I’d like to remove duplicate items in the subsequent rows, but not sure what is the ideal way to do it? I have tried assigning rows = row.Item(0).ToString.Contains(Items) and then using if row 1 = row 2 then duplicate.
But if I have 100 rows, it doesn’t seem to be the most feasible way.

image

In this example, I just want to remove James’s row because Apple has already been taken by Sam.

Please help!

3 Likes

This is logical but its doable can u share me your input excel and output uhat you want @wootberries24

cheers

3 Likes

Hey… @wootberries24

You can do something like this. Since you are checking the duplicates on items column follow the below steps

  1. Read range to read the excel
  2. Now sort the datatable based on the items using sort datatable activity
  3. Now add a for each row
  4. Now create a string variable…

Why we need a string variable is, this variable will hold the value of the item of previous row of the current row inside the for each row. Basically we are comparing the item of the previous row with the current row…

  1. In the for each row, first place a if activity to check the condition…

Row(“Item”).ToString.Equals(ItemofPreviousRow)
If true do nothing…
If false
Add the row to another datatable using add data row activity…

After the if condition, add an assign activity and assign the item value of the current row to the string variable for next iteration…

In this scenario, the new datatable that is created will have no duplicates

1 Like

Hi, I have included the sheet names to be ‘Input’ as initial and ‘Output’ to be the final values.

TestDuplicate.xlsx (9.6 KB)

1 Like

Hi!

What should I assign the value to ItemofPreviousRow?
After this run I will be removing the data to a clean slate so there is no need for the next iteration, it is a one time run.

Do I firstly assign the first row as row1 = row.Item(0).ToString.Equals(items), then subsequently I will use row(“Items”).ToString.Equals(row1) as ItemofPreviousRow?

Sorry I’m still quite confused, but I get the gist of it!

no… sorry for the confusion…

In the for each row…
First we check whether the value of row(“item”).toString is equal to our variable ItemofPreviousRow…

After the if condition, we assign the value of the row(“items”).ToString to the variable…

Here, what I mean by the next iteration is not the next time you run the process.

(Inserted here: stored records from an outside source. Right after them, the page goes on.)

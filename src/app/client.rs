use std::sync::Arc;

use reqwest::Method;
use serde_json::Value;

use crate::core::request::{self, RequestOptions, encode_segment};
use crate::core::{Error, ListQuery, Session};

const CUSTOMERS: &str = "/customers";
const PRODUCTS: &str = "/products";
const INVOICES: &str = "/invoices";

/// Client for the business app API.
///
/// Payloads are passed through as JSON; the server owns the schema.
#[derive(Debug, Clone)]
pub struct AppClient {
    session: Arc<Session>,
}

impl AppClient {
    pub fn new(session: Arc<Session>) -> Self {
        Self { session }
    }

    pub fn session(&self) -> &Arc<Session> {
        &self.session
    }

    // --- Company ---

    pub fn company(&self) -> Result<Value, Error> {
        self.send(Method::GET, "/company", RequestOptions::new())
    }

    pub fn update_company(&self, company: &Value) -> Result<Value, Error> {
        self.send(Method::PUT, "/company", RequestOptions::new().json(company)?)
    }

    // --- Customers ---

    pub fn list_customers(&self, query: &ListQuery) -> Result<Value, Error> {
        self.list(CUSTOMERS, query)
    }

    pub fn get_customer(&self, id: &str) -> Result<Value, Error> {
        self.fetch(CUSTOMERS, id)
    }

    pub fn create_customer(&self, customer: &Value) -> Result<Value, Error> {
        self.create(CUSTOMERS, customer)
    }

    pub fn update_customer(&self, id: &str, customer: &Value) -> Result<Value, Error> {
        self.update(CUSTOMERS, id, customer)
    }

    pub fn delete_customer(&self, id: &str) -> Result<Value, Error> {
        self.delete(CUSTOMERS, id)
    }

    // --- Products ---

    pub fn list_products(&self, query: &ListQuery) -> Result<Value, Error> {
        self.list(PRODUCTS, query)
    }

    pub fn get_product(&self, id: &str) -> Result<Value, Error> {
        self.fetch(PRODUCTS, id)
    }

    pub fn create_product(&self, product: &Value) -> Result<Value, Error> {
        self.create(PRODUCTS, product)
    }

    pub fn update_product(&self, id: &str, product: &Value) -> Result<Value, Error> {
        self.update(PRODUCTS, id, product)
    }

    pub fn delete_product(&self, id: &str) -> Result<Value, Error> {
        self.delete(PRODUCTS, id)
    }

    // --- Invoices ---

    pub fn list_invoices(&self, query: &ListQuery) -> Result<Value, Error> {
        self.list(INVOICES, query)
    }

    pub fn get_invoice(&self, id: &str) -> Result<Value, Error> {
        self.fetch(INVOICES, id)
    }

    pub fn create_invoice(&self, invoice: &Value) -> Result<Value, Error> {
        self.create(INVOICES, invoice)
    }

    pub fn update_invoice(&self, id: &str, invoice: &Value) -> Result<Value, Error> {
        self.update(INVOICES, id, invoice)
    }

    pub fn delete_invoice(&self, id: &str) -> Result<Value, Error> {
        self.delete(INVOICES, id)
    }

    /// Finalize a draft invoice and hand it over for transmission.
    pub fn issue_invoice(&self, id: &str) -> Result<Value, Error> {
        self.send(
            Method::POST,
            &item_path(INVOICES, id, "/issue"),
            RequestOptions::new(),
        )
    }

    /// Rendered invoice as PDF bytes.
    pub fn invoice_pdf(&self, id: &str) -> Result<Vec<u8>, Error> {
        request::send_raw(
            &self.session,
            Method::GET,
            &item_path(INVOICES, id, "/pdf"),
            RequestOptions::new().header("Accept", "application/pdf"),
        )
    }

    fn list(&self, collection: &str, query: &ListQuery) -> Result<Value, Error> {
        self.send(Method::GET, collection, query.to_options())
    }

    fn fetch(&self, collection: &str, id: &str) -> Result<Value, Error> {
        self.send(Method::GET, &item_path(collection, id, ""), RequestOptions::new())
    }

    fn create(&self, collection: &str, body: &Value) -> Result<Value, Error> {
        self.send(Method::POST, collection, RequestOptions::new().json(body)?)
    }

    fn update(&self, collection: &str, id: &str, body: &Value) -> Result<Value, Error> {
        self.send(
            Method::PUT,
            &item_path(collection, id, ""),
            RequestOptions::new().json(body)?,
        )
    }

    fn delete(&self, collection: &str, id: &str) -> Result<Value, Error> {
        self.send(Method::DELETE, &item_path(collection, id, ""), RequestOptions::new())
    }

    fn send(&self, method: Method, path: &str, options: RequestOptions) -> Result<Value, Error> {
        request::send_json(&self.session, method, path, options)
    }
}

fn item_path(collection: &str, id: &str, suffix: &str) -> String {
    format!("{collection}/{}{suffix}", encode_segment(id))
}
//! Identity API: login, account, company registration (KYC) and signing.
//!
//! # Example
//!
//! ```no_run
//! use std::sync::Arc;
//! use einvoice_client::core::Session;
//! use einvoice_client::identity::IdentityClient;
//!
//! let session = Arc::new(Session::new("https://identity.example/api")?);
//! let identity = IdentityClient::new(session);
//! let token = identity.authenticate("user@example.com", "secret")?;
//! let me = identity.me()?;
//! # Ok::<(), einvoice_client::core::Error>(())
//! ```

mod client;
mod signing;

pub use client::IdentityClient;
pub use signing::{REGISTRATION_PROVIDER_HEADER, REGISTRATION_STATUS_HEADER, SigningOutcome};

What I meant by the next iteration is the iteration of the loop. For each row loop activity will iterate through all the rows of the datatable. So in each iteration, we first check whether it is equal to the other value in the variable, then we assign the current value to the previous variable. and go to the next iteration and check the same…

2 Likes

Hi,

What is the VB expression value of itemofPreviousRow?

Thank you so much!

its just a variable… no special expression

2 Likes

hello @wootberries24
you can do this without using For Each Activity and only using an Assign* activity by using linq. Use this code in an assign activity

(From roww In DT.AsEnumerable() Group roww By id=roww.Item("Items") into gg = Group Select gg(0)).copytodatatable
this will group your required column and will not take the second repeated value.

The workflow should look like this

3 Likes

Thank you so much! This worked for me :slight_smile:

1 Like

This topic was automatically closed 3 days after the last reply. New replies are no longer allowed.